§ DATA TO EXAMINE
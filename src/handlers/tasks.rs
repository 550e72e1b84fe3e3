use axum::{
    extract::{Path, Query, State},
    response::Json,
    routing::{get, post},
    Router,
};
use uuid::Uuid;
use validator::Validate;

use crate::errors::AppError;
use crate::middleware::AuthUser;
use crate::models::{AssignRunnerRequest, CreateTaskRequest, Task, TaskListQuery};
use crate::services::tasks;
use crate::AppState;

pub fn router() -> Router<AppState> {
    Router::new()
        .route("/", post(create_task).get(list_tasks))
        .route("/:task_id", get(get_task))
        .route("/:task_id/assign", post(assign_runner))
        .route("/:task_id/start", post(start_task))
        .route("/:task_id/cancel", post(cancel_task))
}

async fn create_task(
    State(state): State<AppState>,
    AuthUser(caller): AuthUser,
    Json(payload): Json<CreateTaskRequest>,
) -> Result<Json<Task>, AppError> {
    payload
        .validate()
        .map_err(|e| AppError::BadRequest(format!("Validation error: {}", e)))?;

    let task = tasks::create_task(&state.db, caller, payload).await?;
    Ok(Json(task))
}

async fn list_tasks(
    State(state): State<AppState>,
    AuthUser(_caller): AuthUser,
    Query(query): Query<TaskListQuery>,
) -> Result<Json<Vec<Task>>, AppError> {
    let tasks = tasks::list_tasks(&state.db, &query).await?;
    Ok(Json(tasks))
}

async fn get_task(
    State(state): State<AppState>,
    AuthUser(_caller): AuthUser,
    Path(task_id): Path<Uuid>,
) -> Result<Json<Task>, AppError> {
    let task = tasks::fetch_task(&state.db, task_id).await?;
    Ok(Json(task))
}

async fn assign_runner(
    State(state): State<AppState>,
    AuthUser(caller): AuthUser,
    Path(task_id): Path<Uuid>,
    Json(payload): Json<AssignRunnerRequest>,
) -> Result<Json<Task>, AppError> {
    let task = tasks::assign_runner(&state.db, caller, task_id, payload.runner_id).await?;
    Ok(Json(task))
}

async fn start_task(
    State(state): State<AppState>,
    AuthUser(caller): AuthUser,
    Path(task_id): Path<Uuid>,
) -> Result<Json<Task>, AppError> {
    let task = tasks::start_task(&state.db, caller, task_id).await?;
    Ok(Json(task))
}

async fn cancel_task(
    State(state): State<AppState>,
    AuthUser(caller): AuthUser,
    Path(task_id): Path<Uuid>,
) -> Result<Json<Task>, AppError> {
    let task = tasks::cancel_task(&state.db, caller, task_id).await?;
    Ok(Json(task))
}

§ THE TASK
Look through the records above and please copy every line in which the string "Router" occurs.

§ EXERCISE SOLUTION
    Router,
pub fn router() -> Router<AppState> {
    Router::new()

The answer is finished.